▶ [The task] A complete, exact copy of the records below is the required result.

::: Provided material

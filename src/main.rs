//! `vsr` command-line entry point.
//!
//! ```text
//! vsr host-graphics args.yaml --check
//! echo '{"tag_name": "prod", "state": "absent"}' | vsr tag -
//! ```

use std::process;

use vsr_app::cli::{self, Command, Invocation};
use vsr_app::{logging, params, runner, RunOutcome};

fn main() {
    let args: Vec<String> = std::env::args().skip(1).collect();
    let arg_refs: Vec<&str> = args.iter().map(|s| s.as_str()).collect();

    let cmd = match cli::parse_args(&arg_refs) {
        Ok(c) => c,
        Err(e) => {
            eprintln!("vsr: {e}");
            eprintln!("Run 'vsr help' for usage.");
            process::exit(e.exit_code());
        }
    };

    match cmd {
        Command::Help => println!("{}", cli::USAGE),
        Command::Version => println!("vsr {}", env!("CARGO_PKG_VERSION")),
        Command::Run(inv) => process::exit(run(inv)),
    }
}

fn run(inv: Invocation) -> i32 {
    logging::init(inv.verbosity, inv.log_format);

    let outcome = match params::read_args_source(inv.args_file.as_deref()) {
        Ok(text) => match tokio::runtime::Builder::new_current_thread().enable_all().build() {
            Ok(rt) => rt.block_on(runner::execute(inv.module, &text, inv.check)),
            Err(e) => RunOutcome::failure(&format!("Failed to start runtime: {e}"), None, 1),
        },
        Err(e) => RunOutcome::from_app_error(&e),
    };

    println!("{}", outcome.body);
    outcome.exit_code
}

::::::

▶ [Expected answer]
filename src/main.rs
//! `vsr` command-line entry point.
//!
//! ```text
//! vsr host-graphics args.yaml --check
//! echo '{"tag_name": "prod", "state": "absent"}' | vsr tag -
//! ```

use std::process;

use vsr_app::cli::{self, Command, Invocation};
use vsr_app::{logging, params, runner, RunOutcome};

fn main() {
    let args: Vec<String> = std::env::args().skip(1).collect();
    let arg_refs: Vec<&str> = args.iter().map(|s| s.as_str()).collect();

    let cmd = match cli::parse_args(&arg_refs) {
        Ok(c) => c,
        Err(e) => {
            eprintln!("vsr: {e}");
            eprintln!("Run 'vsr help' for usage.");
            process::exit(e.exit_code());
        }
    };

    match cmd {
        Command::Help => println!("{}", cli::USAGE),
        Command::Version => println!("vsr {}", env!("CARGO_PKG_VERSION")),
        Command::Run(inv) => process::exit(run(inv)),
    }
}

fn run(inv: Invocation) -> i32 {
    logging::init(inv.verbosity, inv.log_format);

    let outcome = match params::read_args_source(inv.args_file.as_deref()) {
        Ok(text) => match tokio::runtime::Builder::new_current_thread().enable_all().build() {
            Ok(rt) => rt.block_on(runner::execute(inv.module, &text, inv.check)),
            Err(e) => RunOutcome::failure(&format!("Failed to start runtime: {e}"), None, 1),
        },
        Err(e) => RunOutcome::from_app_error(&e),
    };

    println!("{}", outcome.body);
    outcome.exit_code
}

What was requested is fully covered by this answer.